• ASSIGNMENT: Go through the lines below and copy each one that holds the string "sqlx".

(Saved data entries)
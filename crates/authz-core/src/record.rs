use authz_storage::Storage;
use serde::{Deserialize, Serialize};
use sqlx::Row;

use crate::error::{map_constraint_violation, Error};
use crate::pagination;

/// A grant linking a principal to a `(resource_type, resource_id)` with
/// optional attributes.
#[derive(Clone, Debug, PartialEq, Serialize, Deserialize)]
pub struct Record {
    pub space_id: String,
    pub rev: i32,
    pub principal_id: String,
    pub resource_type: String,
    pub resource_id: String,
    pub attrs: Option<serde_json::Value>,
}

#[derive(Clone, Debug)]
pub struct NewRecord {
    pub space_id: String,
    pub principal_id: String,
    pub resource_type: String,
    pub resource_id: String,
    pub attrs: Option<serde_json::Value>,
}

impl Record {
    pub fn new(new: NewRecord) -> Self {
        Record {
            space_id: new.space_id,
            rev: 0,
            principal_id: new.principal_id,
            resource_type: new.resource_type,
            resource_id: new.resource_id,
            attrs: new.attrs,
        }
    }
}

fn validate_attrs(attrs: &Option<serde_json::Value>) -> Result<(), Error> {
    match attrs {
        Some(serde_json::Value::Object(_)) | None => Ok(()),
        Some(_) => Err(Error::InvalidData("attrs must be a JSON object".into())),
    }
}

#[derive(Clone)]
pub struct RecordStore {
    storage: Storage,
}

impl RecordStore {
    pub fn new(storage: Storage) -> Self {
        Self { storage }
    }

    /// Upsert keyed by `(space_id, principal_id, resource_type,
    /// resource_id)`. `attrs` is overwritten and `_rev` increments on
    /// every call, matching the grant semantics: granting again just
    /// updates attributes.
    pub async fn store(&self, record: &Record) -> Result<Record, Error> {
        validate_attrs(&record.attrs)?;

        let row = self
            .storage
            .with_retry(|pool| {
                let r = record.clone();
                async move {
                    sqlx::query(
                        r#"
                        insert into records as t (
                            space_id, principal_id, resource_type, resource_id, attrs, _rev
                        ) values ($1, $2, $3, $4, $5, 0)
                        on conflict (space_id, principal_id, resource_type, resource_id)
                        do update set (attrs, _rev) = ($5, t._rev + 1)
                        returning space_id, principal_id, resource_type, resource_id, attrs, _rev
                        "#,
                    )
                    .bind(&r.space_id)
                    .bind(&r.principal_id)
                    .bind(&r.resource_type)
                    .bind(&r.resource_id)
                    .bind(r.attrs.clone().map(sqlx::types::Json))
                    .fetch_one(&pool)
                    .await
                }
            })
            .await
            .map_err(|err| {
                map_constraint_violation(
                    err,
                    Error::InvalidKey,
                    Error::InvalidData("attrs must be a JSON object".into()),
                )
            })?;

        row_to_record(row)
    }

    pub async fn discard(
        &self,
        space_id: &str,
        principal_id: &str,
        resource_type: &str,
        resource_id: &str,
    ) -> Result<(), Error> {
        let (space_id, principal_id, resource_type, resource_id) = (
            space_id.to_string(),
            principal_id.to_string(),
            resource_type.to_string(),
            resource_id.to_string(),
        );
        self.storage
            .with_retry(|pool| {
                let (space_id, principal_id, resource_type, resource_id) = (
                    space_id.clone(),
                    principal_id.clone(),
                    resource_type.clone(),
                    resource_id.clone(),
                );
                async move {
                    sqlx::query(
                        "delete from records where space_id = $1 and principal_id = $2 \
                         and resource_type = $3 and resource_id = $4",
                    )
                    .bind(space_id)
                    .bind(principal_id)
                    .bind(resource_type)
                    .bind(resource_id)
                    .execute(&pool)
                    .await
                }
            })
            .await
            .map_err(sql_to_core_error)?;
        Ok(())
    }

    pub async fn lookup(
        &self,
        space_id: &str,
        principal_id: &str,
        resource_type: &str,
        resource_id: &str,
    ) -> Result<Record, Error> {
        let (space_id, principal_id, resource_type, resource_id) = (
            space_id.to_string(),
            principal_id.to_string(),
            resource_type.to_string(),
            resource_id.to_string(),
        );
        let row = self
            .storage
            .with_retry(|pool| {
                let (space_id, principal_id, resource_type, resource_id) = (
                    space_id.clone(),
                    principal_id.clone(),
                    resource_type.clone(),
                    resource_id.clone(),
                );
                async move {
                    sqlx::query(
                        "select space_id, principal_id, resource_type, resource_id, attrs, _rev \
                         from records where space_id = $1 and principal_id = $2 \
                         and resource_type = $3 and resource_id = $4",
                    )
                    .bind(space_id)
                    .bind(principal_id)
                    .bind(resource_type)
                    .bind(resource_id)
                    .fetch_optional(&pool)
                    .await
                }
            })
            .await
            .map_err(sql_to_core_error)?;

        row.map(row_to_record).transpose()?.ok_or(Error::NotFound)
    }

    /// Lists records for one principal, ordered by `(resource_type,
    /// resource_id)` descending (most recently ordered ids first), so a
    /// page of size 1 walks newest-to-oldest like the tuple hash listings;
    /// paginated by an exclusive cursor on resource id.
    pub async fn list_by_principal(
        &self,
        space_id: &str,
        principal_id: &str,
        resource_type: Option<&str>,
        last_id: Option<&str>,
        limit: u16,
    ) -> Result<Vec<Record>, Error> {
        let limit = pagination::clamp_limit(limit);
        let (space_id, principal_id, resource_type, last_id) = (
            space_id.to_string(),
            principal_id.to_string(),
            resource_type.map(str::to_string),
            last_id.map(str::to_string),
        );

        let rows = self
            .storage
            .with_retry(|pool| {
                let (space_id, principal_id, resource_type, last_id) = (
                    space_id.clone(),
                    principal_id.clone(),
                    resource_type.clone(),
                    last_id.clone(),
                );
                async move {
                    let mut qb = sqlx::QueryBuilder::new(
                        "select space_id, principal_id, resource_type, resource_id, attrs, _rev \
                         from records where space_id = ",
                    );
                    qb.push_bind(space_id)
                        .push(" and principal_id = ")
                        .push_bind(principal_id);
                    if let Some(resource_type) = resource_type {
                        qb.push(" and resource_type = ").push_bind(resource_type);
                    }
                    if let Some(last_id) = last_id {
                        qb.push(" and resource_id < ").push_bind(last_id);
                    }
                    qb.push(" order by resource_type asc, resource_id desc limit ")
                        .push_bind(limit as i64);
                    qb.build().fetch_all(&pool).await
                }
            })
            .await
            .map_err(sql_to_core_error)?;

        rows.into_iter().map(row_to_record).collect()
    }

    /// Lists the principals holding a record on `(resource_type,
    /// resource_id)`, paginated by an exclusive cursor on principal id.
    pub async fn list_by_resource(
        &self,
        space_id: &str,
        resource_type: &str,
        resource_id: &str,
        last_id: Option<&str>,
        limit: u16,
    ) -> Result<Vec<Record>, Error> {
        let limit = pagination::clamp_limit(limit);
        let (space_id, resource_type, resource_id, last_id) = (
            space_id.to_string(),
            resource_type.to_string(),
            resource_id.to_string(),
            last_id.map(str::to_string),
        );

        let rows = self
            .storage
            .with_retry(|pool| {
                let (space_id, resource_type, resource_id, last_id) = (
                    space_id.clone(),
                    resource_type.clone(),
                    resource_id.clone(),
                    last_id.clone(),
                );
                async move {
                    let mut qb = sqlx::QueryBuilder::new(
                        "select space_id, principal_id, resource_type, resource_id, attrs, _rev \
                         from records where space_id = ",
                    );
                    qb.push_bind(space_id)
                        .push(" and resource_type = ")
                        .push_bind(resource_type)
                        .push(" and resource_id = ")
                        .push_bind(resource_id);
                    if let Some(last_id) = last_id {
                        qb.push(" and principal_id < ").push_bind(last_id);
                    }
                    qb.push(" order by principal_id desc limit ")
                        .push_bind(limit as i64);
                    qb.build().fetch_all(&pool).await
                }
            })
            .await
            .map_err(sql_to_core_error)?;

        rows.into_iter().map(row_to_record).collect()
    }
}

fn row_to_record(row: sqlx::postgres::PgRow) -> Result<Record, Error> {
    Ok(Record {
        space_id: row.try_get("space_id").map_err(sql_to_core_error)?,
        principal_id: row.try_get("principal_id").map_err(sql_to_core_error)?,
        resource_type: row.try_get("resource_type").map_err(sql_to_core_error)?,
        resource_id: row.try_get("resource_id").map_err(sql_to_core_error)?,
        attrs: row
            .try_get::<Option<sqlx::types::Json<serde_json::Value>>, _>("attrs")
            .map_err(sql_to_core_error)?
            .map(|json| json.0),
        rev: row.try_get("_rev").map_err(sql_to_core_error)?,
    })
}

fn sql_to_core_error(err: sqlx::Error) -> Error {
    Error::from(authz_storage::Error::from(&err))
}

#[cfg(test)]
mod tests {
    use super::*;

    #[test]
    fn rejects_non_object_attrs() {
        assert!(validate_attrs(&Some(serde_json::json!([1, 2]))).is_err());
        assert!(validate_attrs(&Some(serde_json::json!({"role": "viewer"}))).is_ok());
    }
}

• ANSWER FOR THIS EXERCISE:
use sqlx::Row;
                    sqlx::query(
                    .bind(r.attrs.clone().map(sqlx::types::Json))
                    sqlx::query(
                    sqlx::query(
                    let mut qb = sqlx::QueryBuilder::new(
                    let mut qb = sqlx::QueryBuilder::new(
fn row_to_record(row: sqlx::postgres::PgRow) -> Result<Record, Error> {
            .try_get::<Option<sqlx::types::Json<serde_json::Value>>, _>("attrs")
fn sql_to_core_error(err: sqlx::Error) -> Error {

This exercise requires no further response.